BUFFALO, N.Y. – It’s like a blatant slap in the face to taxpayers.

For years the Buffalo school district has been a target for criticism over its free plastic surgery program for school employees, which is written into the teacher union’s collective bargaining agreement.

spending report graphic nbLast year EAGnews checked in on the situation and found the district spent an amazing $2.7 million on nose jobs, face lifts, tummy tucks and similar procedures. We published a story about this outrage and a local television station followed up with a news report.

You would think the negative publicity would be enough the shame the district into doing something about this colossal waste of education dollars.

But that’s not the case.

Spending for cosmetic surgery actually increased the following year, topping $2.9 million between June 2012 and May 2013. It’s almost as if school administrators and teachers union officials laugh at the public criticism and spend what they want, when they want, just because they can.

If taxpayers don’t like it, oh well.

EAGnews also did an updated check on other Buffalo school spending in the 2012-13 academic year, to see if a district struggling with a deficit of approximately $50 million, more than 40 academically struggling schools and a graduation rate of less than 50 percent, had made any type of serious effort to save a few dollars.

The information we found didn’t provide much hope.
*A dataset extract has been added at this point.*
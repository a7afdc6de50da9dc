//! Cross-layer integration tests for collider
//!
//! Tests that verify correct interaction between multiple crates.

mod end_to_end;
In 2011-12, the district spent nearly $130,000 on various hotels around the nation. In 2012-13 that total jumped to $140,963.

Airline and other travel costs came to $48,198, entertainment came to a whopping $384,148, legal costs totaled $485,902 and drug and rehabilitation services – for who, we don’t know – cost taxpayers $67,900.

We wish we could offer explanations for these expenses, but Buffalo school officials declined an invitation to discuss our findings in detail with the news crew at WGRZ-TV in Buffalo, which aired three separate reports Wednesday based on our investigation.

Note that these expenses are just a sampling of what the district spent on various items and services in 2012-13. Total expenditures came to just over $965 million.

Comfy accommodations

Ironically, a big chunk of the school district’s huge hotel tab was spent near home, in various locations around the state of New York.

There were a total of 248 charges or checks for hotel service, totaling $140,963.

One popular destination was the Albany Marriott, where someone from the district wrote a total of 35 checks for a combined $12,156 between July 27, 2012 and June 21, 2013.

There were pricey stays with “Hyatt Hotels Buffalo” of $1,419 on Sept. 1, 2012, $1,702 on Sept. 19, 2012 and $1,884 on June 9, 2013.

There were three transactions at the Darien Lake Theme Park Resort – on June 21 and June 28, 2013 – for a total of $3,464.

There was a whopping charge of $21,437 at a Holiday Inn in Albany on March 22, 2013. There were a pair of charges, totaling $5,742, at the sample place on April 19 and May 3, 2013.

The district had a charge of $4,840 at the Hotel Albany on Jan. 11, 2013 and a big tab of $9,994 at the Hyatt Regency in Buffalo on Sept. 14, 2012.

There were also three charges, totaling $3,450, at the Courtyard Boston Cambridge, on June 7, 2013.

District personnel also enjoyed out-of-state destinations, including Orlando, San Diego, Washington, D.C., St. Petersburg, Fla., Memphis, Los Angeles, Indianapolis, Long Beach, Calif., and Atlanta.

Most of the $48,198 travel tab was spent on 147 transactions with different airlines. The district also spent $1,549 on travel agents. As one local television anchor wondered, haven’t they ever heard of Travelocity?

The district’s restaurant tab – $14,632 – was fairly mild compared to some other school districts around the nation, but it was still big enough to invite some scrutiny.

Among the more popular eateries on the credit card list were Chris’ New York Sandwich Shop (25 charges totaling $4,686) and Chick-N-Pizza Works (six charges totaling $2,248).

Other costs

The district’s entertainment expenditures were limited to four venues, all of which could be said to have educational value. But some of the costs are difficult to fathom – $86,620 at the Buffalo Philharmonic Orchestra, $64,872 at the Zoological Society of Buffalo and $23,152 at the Buffalo Museum of Science. There was a smaller charge of $504 at the Burchfield Penney Art Center.

We were slightly baffled by the 58 checks written to two different vendors for drug and alcohol treatment, totaling $67,900. All but two of the checks were written to Alcohol & Drug Dependency Services Inc. The two biggest checks – for $10,000 apiece – were written to an entity referred to as “WNY United Against Drug and Alcohol.”

The public deserves an explanation.

We realize that public schools, like all branches of American government, have become highly dependent on attorneys on a daily basis. But we found the Buffalo district’s $485,902 legal tab a bit much. People don’t pay education taxes so their dollars can line the pockets of already wealthy lawyers.

Has the Buffalo school administration become so comfortable having attorneys around that it sometimes passes work off to them that could be covered by district staff, resulting in unnecessary fees? That would be an excellent question for an enterprising local reporter to investigate and answer.